The cattle had been left with two boys, seventeen or eighteen years old, who sat squint-eyed on their horses, holding rifles across their laps, and watched while Bill and the dog crossed the field. If they knew who Bill was, they didn't show it.

The dog ran a few steps toward the cattle, but Bill called him back. "There's nothing here for you to assassinate," he said.

He went right to the kiln, without a consideration that the boys were watching, and looked inside. It was as shiny in there as the bulldog's peeder. Not a speck of ash. He wondered where Charley was, and tried to remember the last time they had spoken.

Bill and the dog walked up one of the hills east of the clearing and found a smaller clearing, overlooking the town. He couldn't see Deadwood from there, but he felt it.

It was there like his illness. Nagging, something he couldn't put off.

The bulldog buried his nose under one of Bill's hands, wanting him to scratch the place he'd lost the ear.

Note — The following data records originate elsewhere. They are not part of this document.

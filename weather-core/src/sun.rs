//! Day/night moment derived from a sunrise/sunset dataset.
//!
//! The dataset uses the CWA sunrise/sunset layout: a list of counties, each
//! carrying one row per calendar date with local `HH:MM` sunrise and sunset
//! times.

use anyhow::{Context, Result};
use chrono::{DateTime, NaiveDate, NaiveDateTime, NaiveTime, Utc};
use chrono_tz::Asia::Taipei;
use serde::{Deserialize, Serialize};
use std::{collections::HashMap, fmt, fs, path::Path};

/// Current wall-clock time in Taiwan.
pub fn taipei_now() -> NaiveDateTime {
    taipei_local(Utc::now())
}

/// Wall-clock time in Taiwan at the instant `utc`.
pub fn taipei_local(utc: DateTime<Utc>) -> NaiveDateTime {
    utc.with_timezone(&Taipei).naive_local()
}

#[derive(Debug, Clone, Copy, PartialEq, Eq, Default, Serialize)]
#[serde(rename_all = "lowercase")]
pub enum Moment {
    #[default]
    Day,
    Night,
}

impl Moment {
    pub fn as_str(&self) -> &'static str {
        match self {
            Moment::Day => "day",
            Moment::Night => "night",
        }
    }
}

impl fmt::Display for Moment {
    fn fmt(&self, f: &mut fmt::Formatter<'_>) -> fmt::Result {
        f.write_str(self.as_str())
    }
}

#[derive(Debug, Clone, Copy, PartialEq, Eq)]
pub struct SunTimes {
    pub sunrise: NaiveTime,
    pub sunset: NaiveTime,
}

#[derive(Debug, Deserialize)]
#[serde(rename_all = "camelCase")]
struct RawCounty {
    location_name: String,
    time: Vec<RawDay>,
}

#[derive(Debug, Deserialize)]
#[serde(rename_all = "camelCase")]
struct RawDay {
    data_time: String,
    sunrise: String,
    sunset: String,
}

/// Read-only sunrise/sunset lookup, keyed by county then date.
#[derive(Debug, Clone, Default)]
pub struct SunTable {
    counties: HashMap<String, HashMap<NaiveDate, SunTimes>>,
}

impl SunTable {
    pub fn from_json_str(json: &str) -> Result<Self> {
        let raw: Vec<RawCounty> =
            serde_json::from_str(json).context("Failed to parse sunrise/sunset JSON")?;

        let mut counties: HashMap<String, HashMap<NaiveDate, SunTimes>> = HashMap::new();
        for county in raw {
            let days = counties.entry(county.location_name.clone()).or_default();
            for day in county.time {
                let date = NaiveDate::parse_from_str(&day.data_time, "%Y-%m-%d").with_context(
                    || format!("Invalid date '{}' for {}", day.data_time, county.location_name),
                )?;
                let times = SunTimes {
                    sunrise: parse_clock(&day.sunrise)?,
                    sunset: parse_clock(&day.sunset)?,
                };
                // First row for a (county, date) pair wins.
                if days.contains_key(&date) {
                    tracing::debug!(county = %county.location_name, %date, "duplicate sun entry ignored");
                    continue;
                }
                days.insert(date, times);
            }
        }

        Ok(Self { counties })
    }

    pub fn load(path: &Path) -> Result<Self> {
        let contents = fs::read_to_string(path)
            .with_context(|| format!("Failed to read sunrise/sunset file: {}", path.display()))?;
        Self::from_json_str(&contents)
            .with_context(|| format!("Invalid sunrise/sunset file: {}", path.display()))
    }

    pub fn is_empty(&self) -> bool {
        self.counties.is_empty()
    }

    pub fn times(&self, county: &str, date: NaiveDate) -> Option<SunTimes> {
        self.counties.get(county)?.get(&date).copied()
    }

    /// Day when `sunrise <= now <= sunset` on `now`'s date, night otherwise.
    /// `None` when the county or the date is missing from the table.
    pub fn moment(&self, county: &str, now: NaiveDateTime) -> Option<Moment> {
        let date = now.date();
        let times = self.times(county, date)?;

        let sunrise = date.and_time(times.sunrise);
        let sunset = date.and_time(times.sunset);

        if sunrise <= now && now <= sunset {
            Some(Moment::Day)
        } else {
            Some(Moment::Night)
        }
    }
}

fn parse_clock(s: &str) -> Result<NaiveTime> {
    NaiveTime::parse_from_str(s, "%H:%M")
        .or_else(|_| NaiveTime::parse_from_str(s, "%H:%M:%S"))
        .with_context(|| format!("Invalid time of day '{s}'"))
}
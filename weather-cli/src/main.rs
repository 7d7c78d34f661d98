//! Binary crate for the `weather` command-line dashboard.
//!
//! This crate focuses on:
//! - Parsing CLI arguments
//! - Interactive configuration and city picking
//! - Rendering the weather card

use clap::Parser;
use tracing_subscriber::EnvFilter;

mod cli;
mod render;

#[tokio::main]
async fn main() -> anyhow::Result<()> {
    tracing_subscriber::fmt()
        .with_env_filter(
            EnvFilter::try_from_default_env().unwrap_or_else(|_| EnvFilter::new("warn")),
        )
        .with_writer(std::io::stderr)
        .init();

    let cmd = cli::Cli::parse();
    cmd.run().await
}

Bill accommodated him, thinking of the slant-eyes they had put in the kiln. His whole life, Bill had walked away from what he'd done, good or bad, like it wasn't there because it was past.

He'd even walked away from the lie he knew that to be.

He thought of his wife, trying to change the troubled feelings in himself, but unless it was walking a high wire, he had no idea what she would be doing that afternoon. He didn't know what she did when she was alone.

He remembered their wedding night in Cheyenne, as awkward a time as he'd ever had with a woman. They were afraid to find out about each other, even that.

He couldn't remember what stage the blood disease was in then. It wasn't like it was now, where the doctor had to fit a tube in him to drain his piss, he didn't think it hurt then to piss for himself. He did remember there wasn't any power behind it. That had been gone a long time, and he privately believed that was the first sign that he'd caught it.

He couldn't remember if he knew the disease was there when he married her or not. He did remember that later he'd thought it didn't matter, that they were joined for better or worse. He still didn't know what blood disease did to a woman's apparatus.

And he thought of the letter he'd written her that morning.

. . .
if such shud be that we never meet again, while firing my last shot, I will gently breetb the name of my wife—Agnes—and with wishes even for my enemies I will make the plunge and try to swim to the other side.

He tried to picture her reading that, but it wouldn't come. He could see her this way or that—happy or crying—but it didn't ring true. At the bottom of it, he didn't know what she thought of him. If he took care of her, or she took care of him. He didn't even know who was more famous.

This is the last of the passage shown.